_Task statement_
Pick every line from the data that holds the word "Properties".

_The data_
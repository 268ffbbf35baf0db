//! Configuration for texture I/O.
//!
//! Settings can be built in code or loaded from the `[texture_io]` section of
//! an INI file:
//!
//! ```ini
//! [texture_io]
//! http_timeout_secs = 30
//! memory_map_files = true
//! max_url_bytes = 268435456
//! ```

use std::path::Path;
use std::str::FromStr;
use std::time::Duration;

use ini::{Ini, Properties};

use crate::error::TextureError;

/// INI section holding texture I/O settings.
pub const CONFIG_SECTION: &str = "texture_io";

/// Default timeout for HTTP(S) URL sources.
pub const DEFAULT_HTTP_TIMEOUT_SECS: u64 = 30;

/// Default upper bound on a fetched URL body (256 MiB).
pub const DEFAULT_MAX_URL_BYTES: u64 = 256 * 1024 * 1024;

/// Texture I/O settings.
#[derive(Debug, Clone, PartialEq, Eq)]
pub struct TextureIoConfig {
    /// Timeout for HTTP(S) requests.
    pub http_timeout: Duration,

    /// Memory-map DDS files instead of reading them into memory.
    pub memory_map_files: bool,

    /// Largest URL body that will be fetched.
    pub max_url_bytes: u64,
}

impl Default for TextureIoConfig {
    fn default() -> Self {
        Self {
            http_timeout: Duration::from_secs(DEFAULT_HTTP_TIMEOUT_SECS),
            memory_map_files: true,
            max_url_bytes: DEFAULT_MAX_URL_BYTES,
        }
    }
}

impl TextureIoConfig {
    /// Set the HTTP timeout.
    pub fn with_http_timeout(mut self, timeout: Duration) -> Self {
        self.http_timeout = timeout;
        self
    }

    /// Set whether DDS files are memory-mapped.
    pub fn with_memory_map_files(mut self, enabled: bool) -> Self {
        self.memory_map_files = enabled;
        self
    }

    /// Set the maximum URL body size.
    pub fn with_max_url_bytes(mut self, max: u64) -> Self {
        self.max_url_bytes = max;
        self
    }

    /// Load settings from an INI file.
    ///
    /// Missing keys keep their defaults and unknown keys are ignored.
    pub fn from_ini_file(path: &Path) -> Result<Self, TextureError> {
        let ini = Ini::load_from_file(path)
            .map_err(|e| TextureError::Config(format!("{}: {}", path.display(), e)))?;
        Self::from_ini(&ini)
    }

    /// Load settings from INI text.
    pub fn from_ini_str(text: &str) -> Result<Self, TextureError> {
        let ini = Ini::load_from_str(text).map_err(|e| TextureError::Config(e.to_string()))?;
        Self::from_ini(&ini)
    }

    fn from_ini(ini: &Ini) -> Result<Self, TextureError> {
        let mut config = Self::default();
        let Some(section) = ini.section(Some(CONFIG_SECTION)) else {
            return Ok(config);
        };

        if let Some(secs) = parse_key::<u64>(section, "http_timeout_secs")? {
            config.http_timeout = Duration::from_secs(secs);
        }
        if let Some(enabled) = parse_key::<bool>(section, "memory_map_files")? {
            config.memory_map_files = enabled;
        }
        if let Some(max) = parse_key::<u64>(section, "max_url_bytes")? {
            config.max_url_bytes = max;
        }

        Ok(config)
    }
}

fn parse_key<T: FromStr>(section: &Properties, key: &str) -> Result<Option<T>, TextureError> {
    match section.get(key) {
        None => Ok(None),
        Some(raw) => raw.trim().parse::<T>().map(Some).map_err(|_| {
            TextureError::Config(format!(
                "invalid value '{}' for {}.{}",
                raw, CONFIG_SECTION, key
            ))
        }),
    }
}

_Response to the task_
use ini::{Ini, Properties};
fn parse_key<T: FromStr>(section: &Properties, key: &str) -> Result<Option<T>, TextureError> {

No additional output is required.